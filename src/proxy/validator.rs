//! Validation coordinator probing candidates concurrently

use crate::proxy::models::{LiveProxy, ProbeOutcome, ProxyCandidate, ValidatedProxySet};
use crate::proxy::prober::{Prober, DEFAULT_PROBE_TIMEOUT_SECS};
use std::sync::Arc;
use std::time::Duration;
use tokio::sync::{Mutex, Semaphore};
use tokio::task::JoinSet;
use tokio_util::sync::CancellationToken;
use tracing::{debug, error, info, warn};

/// Default number of probes in flight at once
const DEFAULT_CONCURRENCY: usize = 64;

/// Configuration for the validator
#[derive(Debug, Clone)]
pub struct ValidatorConfig {
    /// Connect timeout for each probe
    pub timeout: Duration,
    /// Maximum number of probes in flight
    pub concurrency: usize,
}

impl Default for ValidatorConfig {
    fn default() -> Self {
        Self {
            timeout: Duration::from_secs(DEFAULT_PROBE_TIMEOUT_SECS),
            concurrency: DEFAULT_CONCURRENCY,
        }
    }
}

impl ValidatorConfig {
    pub fn new() -> Self {
        Self::default()
    }

    pub fn with_timeout(mut self, timeout: Duration) -> Self {
        self.timeout = timeout;
        self
    }

    pub fn with_concurrency(mut self, concurrency: usize) -> Self {
        self.concurrency = concurrency;
        self
    }
}

/// Fans probes out over a bounded pool and keeps the reachable candidates
#[derive(Debug, Clone)]
pub struct Validator {
    config: ValidatorConfig,
    prober: Prober,
}

impl Validator {
    /// Create a new validator with default configuration
    pub fn new() -> Self {
        Self::with_config(ValidatorConfig::default())
    }

    /// Create a new validator with custom configuration
    pub fn with_config(config: ValidatorConfig) -> Self {
        let prober = Prober::new(config.timeout);
        Self { config, prober }
    }

    pub fn config(&self) -> &ValidatorConfig {
        &self.config
    }

    /// Number of probes allowed in flight for `total` candidates
    ///
    /// Never zero, never more than there are candidates, and always within
    /// what a tokio semaphore can hold.
    pub fn pool_size(&self, total: usize) -> usize {
        self.config
            .concurrency
            .min(total)
            .min(Semaphore::MAX_PERMITS)
            .max(1)
    }

    /// Probe every candidate once and return the reachable ones
    ///
    /// Does not return until every probe has finished.
    pub async fn validate(&self, candidates: Vec<ProxyCandidate>) -> ValidatedProxySet {
        self.validate_until(candidates, CancellationToken::new())
            .await
    }

    /// Like [`Validator::validate`], but stops early when `cancel` fires
    ///
    /// On cancellation no further probes are scheduled, the ones in flight are
    /// aborted and whatever was found reachable so far is returned.
    pub async fn validate_until(
        &self,
        candidates: Vec<ProxyCandidate>,
        cancel: CancellationToken,
    ) -> ValidatedProxySet {
        if candidates.is_empty() {
            debug!("No candidates to validate");
            return ValidatedProxySet::empty();
        }

        let total = candidates.len();
        let live: Arc<Mutex<Vec<LiveProxy>>> = Arc::new(Mutex::new(Vec::new()));
        let pool_size = self.pool_size(total);
        let permits = Arc::new(Semaphore::new(pool_size));
        let mut tasks = JoinSet::new();
        let mut scheduled = 0usize;

        debug!(
            candidates = total,
            concurrency = pool_size,
            timeout_ms = self.config.timeout.as_millis() as u64,
            "Validating proxy candidates"
        );

        for candidate in candidates {
            // Waiting for a permit here keeps at most `pool_size` probes alive.
            let permit = tokio::select! {
                biased;
                _ = cancel.cancelled() => break,
                permit = Arc::clone(&permits).acquire_owned() => match permit {
                    Ok(permit) => permit,
                    Err(_) => break,
                },
            };

            let prober = self.prober.clone();
            let live = Arc::clone(&live);
            tasks.spawn(async move {
                let _permit = permit;
                let result = prober.check(candidate).await;
                match result.outcome {
                    ProbeOutcome::Reachable => {
                        let entry =
                            LiveProxy::new(result.candidate, result.elapsed_ms.unwrap_or_default());
                        live.lock().await.push(entry);
                    }
                    ref outcome => {
                        warn!(
                            address = %result.candidate.address,
                            port = result.candidate.port,
                            kind = %outcome.kind(),
                            "Proxy probe failed: {}",
                            outcome
                        );
                    }
                }
            });
            scheduled += 1;
        }

        let mut cancelled = cancel.is_cancelled();
        while !cancelled {
            tokio::select! {
                biased;
                _ = cancel.cancelled() => cancelled = true,
                joined = tasks.join_next() => match joined {
                    Some(Ok(())) => {}
                    Some(Err(e)) if e.is_panic() => error!("Probe task panicked: {}", e),
                    Some(Err(_)) => {}
                    None => break,
                },
            }
        }

        if cancelled {
            warn!(
                scheduled,
                pending = tasks.len(),
                "Validation cancelled, returning partial results"
            );
            tasks.abort_all();
        }

        let entries = std::mem::take(&mut *live.lock().await);
        info!(
            probed = scheduled,
            reachable = entries.len(),
            "Proxy validation finished"
        );

        ValidatedProxySet::new(entries, scheduled)
    }
}

impl Default for Validator {
    fn default() -> Self {
        Self::new()
    }
}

- - -

*PROBLEM DETAILS*. Repeat all the records. Match each line exactly.

*WRITTEN ANSWER*.
filename src/proxy/validator.rs
//! Validation coordinator probing candidates concurrently

use crate::proxy::models::{LiveProxy, ProbeOutcome, ProxyCandidate, ValidatedProxySet};
use crate::proxy::prober::{Prober, DEFAULT_PROBE_TIMEOUT_SECS};
use std::sync::Arc;
use std::time::Duration;
use tokio::sync::{Mutex, Semaphore};
use tokio::task::JoinSet;
use tokio_util::sync::CancellationToken;
use tracing::{debug, error, info, warn};

/// Default number of probes in flight at once
const DEFAULT_CONCURRENCY: usize = 64;

/// Configuration for the validator
#[derive(Debug, Clone)]
pub struct ValidatorConfig {
    /// Connect timeout for each probe
    pub timeout: Duration,
    /// Maximum number of probes in flight
    pub concurrency: usize,
}

impl Default for ValidatorConfig {
    fn default() -> Self {
        Self {
            timeout: Duration::from_secs(DEFAULT_PROBE_TIMEOUT_SECS),
            concurrency: DEFAULT_CONCURRENCY,
        }
    }
}

impl ValidatorConfig {
    pub fn new() -> Self {
        Self::default()
    }

    pub fn with_timeout(mut self, timeout: Duration) -> Self {
        self.timeout = timeout;
        self
    }

    pub fn with_concurrency(mut self, concurrency: usize) -> Self {
        self.concurrency = concurrency;
        self
    }
}

/// Fans probes out over a bounded pool and keeps the reachable candidates
#[derive(Debug, Clone)]
pub struct Validator {
    config: ValidatorConfig,
    prober: Prober,
}

impl Validator {
    /// Create a new validator with default configuration
    pub fn new() -> Self {
        Self::with_config(ValidatorConfig::default())
    }

    /// Create a new validator with custom configuration
    pub fn with_config(config: ValidatorConfig) -> Self {
        let prober = Prober::new(config.timeout);
        Self { config, prober }
    }

    pub fn config(&self) -> &ValidatorConfig {
        &self.config
    }

    /// Number of probes allowed in flight for `total` candidates
    ///
    /// Never zero, never more than there are candidates, and always within
    /// what a tokio semaphore can hold.
    pub fn pool_size(&self, total: usize) -> usize {
        self.config
            .concurrency
            .min(total)
            .min(Semaphore::MAX_PERMITS)
            .max(1)
    }

    /// Probe every candidate once and return the reachable ones
    ///
    /// Does not return until every probe has finished.
    pub async fn validate(&self, candidates: Vec<ProxyCandidate>) -> ValidatedProxySet {
        self.validate_until(candidates, CancellationToken::new())
            .await
    }

    /// Like [`Validator::validate`], but stops early when `cancel` fires
    ///
    /// On cancellation no further probes are scheduled, the ones in flight are
    /// aborted and whatever was found reachable so far is returned.
    pub async fn validate_until(
        &self,
        candidates: Vec<ProxyCandidate>,
        cancel: CancellationToken,
    ) -> ValidatedProxySet {
        if candidates.is_empty() {
            debug!("No candidates to validate");
            return ValidatedProxySet::empty();
        }

        let total = candidates.len();
        let live: Arc<Mutex<Vec<LiveProxy>>> = Arc::new(Mutex::new(Vec::new()));
        let pool_size = self.pool_size(total);
        let permits = Arc::new(Semaphore::new(pool_size));
        let mut tasks = JoinSet::new();
        let mut scheduled = 0usize;

        debug!(
            candidates = total,
            concurrency = pool_size,
            timeout_ms = self.config.timeout.as_millis() as u64,
            "Validating proxy candidates"
        );

        for candidate in candidates {
            // Waiting for a permit here keeps at most `pool_size` probes alive.
            let permit = tokio::select! {
                biased;
                _ = cancel.cancelled() => break,
                permit = Arc::clone(&permits).acquire_owned() => match permit {
                    Ok(permit) => permit,
                    Err(_) => break,
                },
            };

            let prober = self.prober.clone();
            let live = Arc::clone(&live);
            tasks.spawn(async move {
                let _permit = permit;
                let result = prober.check(candidate).await;
                match result.outcome {
                    ProbeOutcome::Reachable => {
                        let entry =
                            LiveProxy::new(result.candidate, result.elapsed_ms.unwrap_or_default());
                        live.lock().await.push(entry);
                    }
                    ref outcome => {
                        warn!(
                            address = %result.candidate.address,
                            port = result.candidate.port,
                            kind = %outcome.kind(),
                            "Proxy probe failed: {}",
                            outcome
                        );
                    }
                }
            });
            scheduled += 1;
        }

        let mut cancelled = cancel.is_cancelled();
        while !cancelled {
            tokio::select! {
                biased;
                _ = cancel.cancelled() => cancelled = true,
                joined = tasks.join_next() => match joined {
                    Some(Ok(())) => {}
                    Some(Err(e)) if e.is_panic() => error!("Probe task panicked: {}", e),
                    Some(Err(_)) => {}
                    None => break,
                },
            }
        }

        if cancelled {
            warn!(
                scheduled,
                pending = tasks.len(),
                "Validation cancelled, returning partial results"
            );
            tasks.abort_all();
        }

        let entries = std::mem::take(&mut *live.lock().await);
        info!(
            probed = scheduled,
            reachable = entries.len(),
            "Proxy validation finished"
        );

        ValidatedProxySet::new(entries, scheduled)
    }
}

impl Default for Validator {
    fn default() -> Self {
        Self::new()
    }
}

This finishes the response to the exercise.